IACS New Recruit Wins $102,000 in NSF Graduate Research Fellowship

Friday, April 22, 2016

PhD student Alex Borowicz earns $34,000 for three years     

By Taylor Ha

At five in the morning, Alex Borowicz woke up to find a hard-earned and welcomed message in his inbox. He discovered that he was one of the 2,000 awardees of this year’s NSF Graduate Research Fellowship Program (GRFP). Out of 17,000 applicants, he was one of the lucky 12%. “Still being mostly asleep, it was exciting, but muted excitement,” he said with a chuckle.” Yet as the week continued, the reality of his achievement finally settled in.

The grandfather of all graduate fellowships since 1952, the GRFP funds outstanding graduate students pursuing research-based master’s and doctoral degrees in the STEM fields at accredited American institutions. Past NSF fellows include Google founder Sergey Brin and former U.S. Secretary of Energy Steven Chu.

“They’re basically giving you a salary, and that takes away your need to do things like being a teaching assistant or doing other work like that,” Borowicz said. In other words, the fellowship allows him to conduct his research without worrying about having to earn a stipend. Alex’s research is on quantitative ecology, specifically the population dynamics of several seal species in the Antarctic and the ways in which the environment’s changing marine conditions affect how these seals live.

Most people never get to witness the infamously frigid, stark climate of the Antarctic. Borowicz has visited the continent three times. “They’re unlike anything else.

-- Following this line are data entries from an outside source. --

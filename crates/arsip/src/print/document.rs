//! The HTML document written to a print surface.

use crate::html::escape;
use crate::record::Record;

/// Placeholder shown while the attachment is being prepared.
pub const LOADING_TEXT: &str = "Loading attachment...";

/// HTML document for one record: a fixed header plus a content region that
/// is filled in once the attachment has been rendered.
#[derive(Debug, Clone, PartialEq, Eq)]
pub struct PrintDocument {
    title: String,
    category: String,
    date: String,
    content: String,
}

impl PrintDocument {
    /// Header shell for a record with the loading placeholder.
    #[must_use]
    pub fn shell(record: &Record) -> Self {
        Self {
            title: record.title.clone(),
            category: record.category.clone(),
            date: record.date.clone(),
            content: format!("<p>{LOADING_TEXT}</p>"),
        }
    }

    /// Replace the content region. `html` must already be safe markup.
    pub fn set_content(&mut self, html: impl Into<String>) {
        self.content = html.into();
    }

    /// Current content region markup.
    #[must_use]
    pub fn content(&self) -> &str {
        &self.content
    }

    /// Full HTML document.
    #[must_use]
    pub fn render(&self) -> String {
        format!(
            "<!DOCTYPE html>\n<html>\n<head>\n<meta charset=\"utf-8\">\n<title>Print Archive</title>\n\
             <style>body{{font-family:Arial;padding:20px}} img{{max-width:100%;}}</style>\n\
             </head>\n<body>\n<h2>Archive Details</h2>\n\
             <p><b>Title:</b> {}</p>\n<p><b>Category:</b> {}</p>\n<p><b>Date:</b> {}</p>\n\
             <hr>\n<div id=\"content-area\">{}</div>\n</body>\n</html>\n",
            escape(&self.title),
            escape(&self.category),
            escape(&self.date),
            self.content,
        )
    }
}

Hundreds of feet of ice sitting on top of islands that you can’t even see because they’re just covered.” He recalled a stark landscape with a minimal color palette, and apparently, the weather is not always as cold as one might imagine. “We’re down there in the summer, the southern summer, so it’s not bad. It’s around freezing, so it’s often colder back home than it is in Antarctica when I’m there,” Borowicz said.

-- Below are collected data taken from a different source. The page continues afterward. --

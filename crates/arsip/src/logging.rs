//! Logging setup for arsip.
//!
//! Initializes the tracing subscriber used by the binary. Library code only
//! emits events through the `tracing` macros.

use tracing::Level;
use tracing_subscriber::{fmt, prelude::*, EnvFilter};

/// Verbosity level for logging output.
#[derive(Debug, Clone, Copy, PartialEq, Eq, Default)]
pub enum Verbosity {
    /// Errors only.
    Quiet,
    /// Warnings and above. Session output goes to stdout, so the default
    /// keeps diagnostics out of the way.
    #[default]
    Normal,
    /// Info and debug events.
    Verbose,
    /// Everything.
    Trace,
}

impl Verbosity {
    /// Convert verbosity to a tracing level.
    #[must_use]
    pub fn to_level(&self) -> Level {
        match self {
            Self::Quiet => Level::ERROR,
            Self::Normal => Level::WARN,
            Self::Verbose => Level::DEBUG,
            Self::Trace => Level::TRACE,
        }
    }
}

/// Initialize the logging system.
///
/// `RUST_LOG` takes precedence over `verbosity` when set. Events are written
/// to stderr so they never interleave with the session's table output.
///
/// # Examples
///
/// ```no_run
/// use arsip::{init_logging, logging::Verbosity};
///
/// init_logging(Verbosity::Verbose);
/// ```
pub fn init_logging(verbosity: Verbosity) {
    let default_filter = format!("arsip={}", verbosity.to_level());

    let env_filter =
        EnvFilter::try_from_default_env().unwrap_or_else(|_| EnvFilter::new(&default_filter));

    let subscriber = tracing_subscriber::registry().with(env_filter).with(
        fmt::layer()
            .with_writer(std::io::stderr)
            .with_target(true)
            .with_thread_ids(false)
            .with_file(false)
            .with_line_number(false),
    );

    // A second call (tests, embedding) keeps the first subscriber.
    let _ = subscriber.try_init();
}

/// Initialize logging for tests.
#[cfg(test)]
pub fn init_test_logging() {
    let _ = tracing_subscriber::fmt()
        .with_env_filter("warn")
        .with_test_writer()
        .try_init();
}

His adviser Heather Lynch, an Assistant Professor of Ecology and Evolution at Stony Brook University, specializes in the Antarctic ecology, and she is one of his most proud supporters. “It’s very difficult for my students to support their research through TA-ing because they’re often gone both fall and spring semester or portions of both fall and spring semester,” she said, noting that her students conduct their fieldwork right in the middle of the academic calendar year. “The fellowship will give him the freedom to extend that time in the field and not be tied down by responsibilities teaching back here on campus.” She also added that it’s difficult for graduate students to secure these fellowships on their first attempt. For Borowicz, that apparently wasn’t the case. “This is the first time Alex had applied,” she said.

So how will Borowicz spend the $102,000? Much of his money will go toward housing or, in his words, “to not starve to death.” According to Borowicz, graduate student stipends rarely keep up with today’s high cost of living nationwide. “It’s a real challenge for graduate students to be able to afford housing and all sorts of things they need to live on the money they’re given,” he said. “So this makes life a little bit easier.”